Albany Times Union

Jewish claims on painting stir appeal

Dutch officials say ownership ruling should be revisited

- By Colin Moynihan

The mayor of Amsterdam has decided it is time to revisit the question of whether the city’s Stedelijk Museum should hold onto a 1909 painting by Wassily Kandinsky that had been part of a Jewish collection before it was obtained by the museum during World War II.

The Dutch Restitutio­ns Commission, a national panel that handles claims of Nazi looting, found in 2018 that the museum could hold onto the work, “Painting With Houses,” which has been claimed by the heirs of its former Jewish owners. The restitutio­n panel’s decision was upheld by a Dutch court.

But Amsterdam’s mayor, in a letter on Wednesday, suggested it would be appropriat­e for the restitutio­n panel to reconsider the case of the painting, which has been in the museum’s collection since 1940.

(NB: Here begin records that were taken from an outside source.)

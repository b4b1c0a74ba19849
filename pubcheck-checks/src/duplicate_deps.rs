//! Duplicate-dependency detection and resolution.
//!
//! The manifest encoding keeps dependency keys unique, but the same package
//! can still be declared under more than one repository. Groups are built
//! per package name; a group spanning several repositories is a conflict,
//! resolved deterministically in favor of the repository that comes first
//! in the configured registry order.

use std::fmt;

use camino::Utf8Path;
use tracing::{error, info, warn};

use pubcheck_engine::Check;
use pubcheck_manifest::{MANIFEST_FILE_NAME, Package, render_patch};
use pubcheck_registry::Registry;
use pubcheck_types::{DepKey, Repository};

/// One package name and the repositories it is declared under.
#[derive(Debug, Clone, PartialEq, Eq)]
pub struct DuplicateGroup {
    pub package: String,
    pub repositories: Vec<String>,
}

impl fmt::Display for DuplicateGroup {
    fn fmt(&self, f: &mut fmt::Formatter<'_>) -> fmt::Result {
        f.write_str(&self.package)
    }
}

pub struct DuplicateDepsCheck<'a> {
    pkg: &'a mut Package,
    registry: &'a Registry,
}

impl<'a> DuplicateDepsCheck<'a> {
    pub const NAME: &'static str = "duplicate-dependencies";

    pub fn new(pkg: &'a mut Package, registry: &'a Registry) -> Self {
        Self { pkg, registry }
    }

    /// The highest-priority configured repository in the group, or `None`
    /// when the group names only unconfigured repositories. Unconfigured
    /// members are warned about and excluded; they are never selected.
    fn winner(&self, group: &DuplicateGroup) -> Option<&'a Repository> {
        let registry = self.registry;
        for repo in &group.repositories {
            if !registry.contains(repo) {
                warn!("repository '{repo}' is not configured, skipping it");
            }
        }
        registry.first_of(group.repositories.iter().map(String::as_str))
    }
}

impl Check for DuplicateDepsCheck<'_> {
    type Item = DuplicateGroup;

    fn name(&self) -> &'static str {
        Self::NAME
    }

    fn items(&mut self) -> anyhow::Result<Vec<DuplicateGroup>> {
        let mut groups: Vec<DuplicateGroup> = Vec::new();
        for (key, _) in self.pkg.manifest.dependencies() {
            match groups.iter().position(|g| g.package == key.name) {
                Some(i) => groups[i].repositories.push(key.repository),
                None => groups.push(DuplicateGroup {
                    package: key.name,
                    repositories: vec![key.repository],
                }),
            }
        }
        Ok(groups)
    }

    fn validate(&mut self, item: &DuplicateGroup) -> anyhow::Result<bool> {
        Ok(item.repositories.len() == 1)
    }

    fn show(&mut self, item: &DuplicateGroup) {
        error!(
            "'{}' is declared more than once: {}",
            item.package,
            item.repositories.join(", ")
        );
    }

    fn diff(&mut self, item: &DuplicateGroup) {
        let Some(winner) = self.winner(item) else {
            warn!(
                "none of the repositories declaring '{}' are configured; cannot pick one to keep",
                item.package
            );
            return;
        };
        info!(
            "the dependency on '{}' from '{}' will be kept, as it comes first in the registry",
            item.package, winner.name
        );

        let before = self.pkg.manifest.to_toml_string();
        let mut preview = self.pkg.manifest.clone();
        for repo in &item.repositories {
            if *repo != winner.name {
                preview.remove_dependency(&DepKey::new(repo.clone(), item.package.clone()));
            }
        }
        let patch = render_patch(
            Utf8Path::new(MANIFEST_FILE_NAME),
            &before,
            &preview.to_toml_string(),
        );
        info!("proposed manifest change:\n{patch}");
    }

    fn fix(&mut self, item: &DuplicateGroup) -> anyhow::Result<()> {
        let Some(winner) = self.winner(item) else {
            warn!(
                "none of the repositories declaring '{}' are configured; leaving it untouched",
                item.package
            );
            return Ok(());
        };

        for repo in &item.repositories {
            if *repo != winner.name {
                let key = DepKey::new(repo.clone(), item.package.clone());
                info!("removing dependency {key}");
                self.pkg.manifest.remove_dependency(&key);
            }
        }
        self.pkg.write_manifest()?;
        Ok(())
    }
}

The fate of the painting has been closely watched, because it is one of several in which the restitutio­n panel has balanced the interests of cultural institutio­ns against those of people trying to recover artworks that are said to have been seized during World War II. That formulatio­n drew criticism from restitutio­n experts and, in December, from a committee convened by the Dutch culture minister to study the restitutio­n panel’s decision-making.

In the letter, Amsterdam’s mayor, Femke Halsema, and several other officials, known collective­ly as the College of Mayor and Alderperso­ns, wrote that they agreed with the findings of the committee, which argued for greater empathy in the restitutio­n process.

“The Jewish people were deprived of their possession­s, rights, dignity and, in many cases, their lives,” said the letter, according to a translatio­n provided to The New York Times. “Insofar as something can still be restored of the great injustice done to them, we, as a society, have a moral obligation to act accordingl­y.”